LuisKelsen, no seu clássico “Teoria Pura do Direito”, apresenta a famosa metáfora de que o direito a aplicar é uma moldura em que várias interpretações são possíveis. Acrescenta que o ato de aplicar o direito é sempre um ato de vontade e que a questão de saber qual é, dentre as várias possibilidades que se apresentam dentro da moldura, a escolha correta não concerne à ‘ciência jurídica’, mas à política do direito.

Como Kelsen postula o critério metodológico da pureza que implica na exclusão dos dados políticos da ciência do direito, incumbe a esta simplesmente reconhecer a plurivocidade da norma e que a tentativa de encontrar uma única resposta justa é vã e é expressão da ideologia da segurança jurídica.

Com tais assertivas Kelsen nomeou o problema sem resolvê-lo. Afirmar que interpretar é um ato de vontade (“Eu quero”) e não um ato de cognição (”Eu Penso”), significa reconhecer que interpretar é um ato arbitrário e, por isso, insuscetível de controle racional.

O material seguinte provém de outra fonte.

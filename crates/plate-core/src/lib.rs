//! # Plate Core
//!
//! 核心資料模型與類型定義（吊牌、印版、請求與回應格式）

pub mod config;
pub mod plate;
pub mod request;
pub mod response;
pub mod tag;

// Re-export 主要類型
pub use config::OptimizerConfig;
pub use plate::PlateIndex;
pub use request::OptimizeRequest;
pub use response::{ErrorBody, OptimizeResponse, OptimizedPlan, ResultRow, Summary};
pub use tag::Tag;

/// 印版優化錯誤類型
#[derive(Debug, thiserror::Error)]
pub enum PlateError {
    #[error("無效的請求: {0}")]
    InvalidInput(String),

    /// 對外回應固定使用此字串，前端依此判斷
    #[error("No solution found")]
    NoSolution,

    #[error("模型建構錯誤: {0}")]
    Model(String),

    #[error("求解器錯誤: {0}")]
    Solver(String),

    #[error("序列化錯誤: {0}")]
    Serialization(#[from] serde_json::Error),
}

pub type Result<T> = std::result::Result<T, PlateError>;
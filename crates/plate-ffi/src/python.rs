//! Python 綁定實現

use plate_calc::PlateOptimizer;
use plate_core::{OptimizeRequest, OptimizeResponse, OptimizerConfig};
use pyo3::exceptions::{PyRuntimeError, PyValueError};
use pyo3::prelude::*;
use std::time::Duration;

/// Python 印版優化器
#[pyclass(name = "PlateOptimizer")]
pub struct PyPlateOptimizer {
    #[pyo3(get, set)]
    pub time_limit_secs: f64,
    #[pyo3(get, set)]
    pub random_seed: u64,
    #[pyo3(get, set)]
    pub num_workers: usize,
    #[pyo3(get, set)]
    pub max_sheets: u32,
    #[pyo3(get, set)]
    pub use_seed_hints: bool,
}

#[pymethods]
impl PyPlateOptimizer {
    #[new]
    #[pyo3(signature = (time_limit_secs=500.0, random_seed=42, num_workers=8))]
    fn new(time_limit_secs: f64, random_seed: u64, num_workers: usize) -> Self {
        let defaults = OptimizerConfig::default();
        Self {
            time_limit_secs,
            random_seed,
            num_workers,
            max_sheets: defaults.max_sheets,
            use_seed_hints: defaults.use_seed_hints,
        }
    }

    /// 執行優化，回傳 `POST /optimize-plates` 的回應 JSON
    ///
    /// 找不到解或請求無效時回傳 `{"error": ...}`，不拋出例外。
    fn optimize(&self, py: Python<'_>, request_json: &str) -> PyResult<String> {
        let config = self.to_rust_config()?;
        Ok(py.allow_threads(|| PlateOptimizer::new(config).optimize_json(request_json)))
    }

    /// 執行優化，回傳包含求解狀態與耗時的診斷報告 JSON
    ///
    /// 請求無效時拋出 `ValueError`。
    fn optimize_report(&self, py: Python<'_>, request_json: &str) -> PyResult<String> {
        let config = self.to_rust_config()?;
        let request = OptimizeRequest::from_json(request_json)
            .map_err(|e| PyValueError::new_err(e.to_string()))?;

        let report = py
            .allow_threads(|| PlateOptimizer::new(config).optimize(&request))
            .map_err(|e| PyValueError::new_err(e.to_string()))?;

        serde_json::to_string(&report).map_err(|e| PyRuntimeError::new_err(e.to_string()))
    }

    fn __repr__(&self) -> String {
        format!(
            "PlateOptimizer(time_limit_secs={}, random_seed={}, num_workers={})",
            self.time_limit_secs, self.random_seed, self.num_workers
        )
    }
}

/// 內部方法實現（不暴露給 Python）
impl PyPlateOptimizer {
    /// 轉換為 Rust OptimizerConfig（內部使用）
    pub(crate) fn to_rust_config(&self) -> PyResult<OptimizerConfig> {
        let time_limit = Duration::try_from_secs_f64(self.time_limit_secs).map_err(|_| {
            PyValueError::new_err(format!(
                "Invalid time_limit_secs: {}, must be a non-negative number",
                self.time_limit_secs
            ))
        })?;
        if self.max_sheets == 0 {
            return Err(PyValueError::new_err("max_sheets must be at least 1"));
        }

        Ok(OptimizerConfig::default()
            .with_time_limit(time_limit)
            .with_random_seed(self.random_seed)
            .with_num_workers(self.num_workers)
            .with_max_sheets(self.max_sheets)
            .with_seed_hints(self.use_seed_hints))
    }
}

/// 以預設配置執行優化，回傳回應 JSON
#[pyfunction]
pub fn optimize_plates(py: Python<'_>, request_json: &str) -> String {
    py.allow_threads(|| plate_calc::optimize_json(request_json))
}

/// 存活檢查
#[pyfunction]
pub fn health() -> &'static str {
    crate::HEALTH_MESSAGE
}

/// 無解時的回應 JSON（供 Python 端比對）
#[pyfunction]
pub fn no_solution_body() -> PyResult<String> {
    OptimizeResponse::error(&plate_core::PlateError::NoSolution)
        .to_json()
        .map_err(|e| PyRuntimeError::new_err(e.to_string()))
}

Aqui kelsen rende-se a Hobbes que, no Leviatã, deu expressão jurídico-política ao brocardo latino “auctoritas non veritas facit legem” (A autoridade, não a verdade, faz a lei).

Certa vez fiz um exame e perguntei o que garantia a legitimidade das decisões judiciais. Um aluno me surpreendeu ao responder que era a assinatura do juiz.  Quando fui entregar o resultado, fiz-lhe algumas indagações e ele, peremptório, disparou: como interpretar é uma questão de poder e não de saber, o juiz ,investido da jurisdição, ao assinar impõe a sua vontade travestida de vontade estatal. No fundo, a posição do aluno nada mais era de que o desenvolvimento da teoria de Kelsen que se coloca no extremo oposto da concepção tradicional da intepretação.

Se a hermenêutica tradicional via o juiz como boca da lei cuja atividade se limitava a encontrar o pensamento do legislador, a concepção kelseniana, reconhecendo a plurivocidade da norma, implica um voluntarismo irracionalista sem qualquer controle. É nesta encruzilhada que nos cabe pensar a hermenêutica jurídica e resolver este espinhoso problema.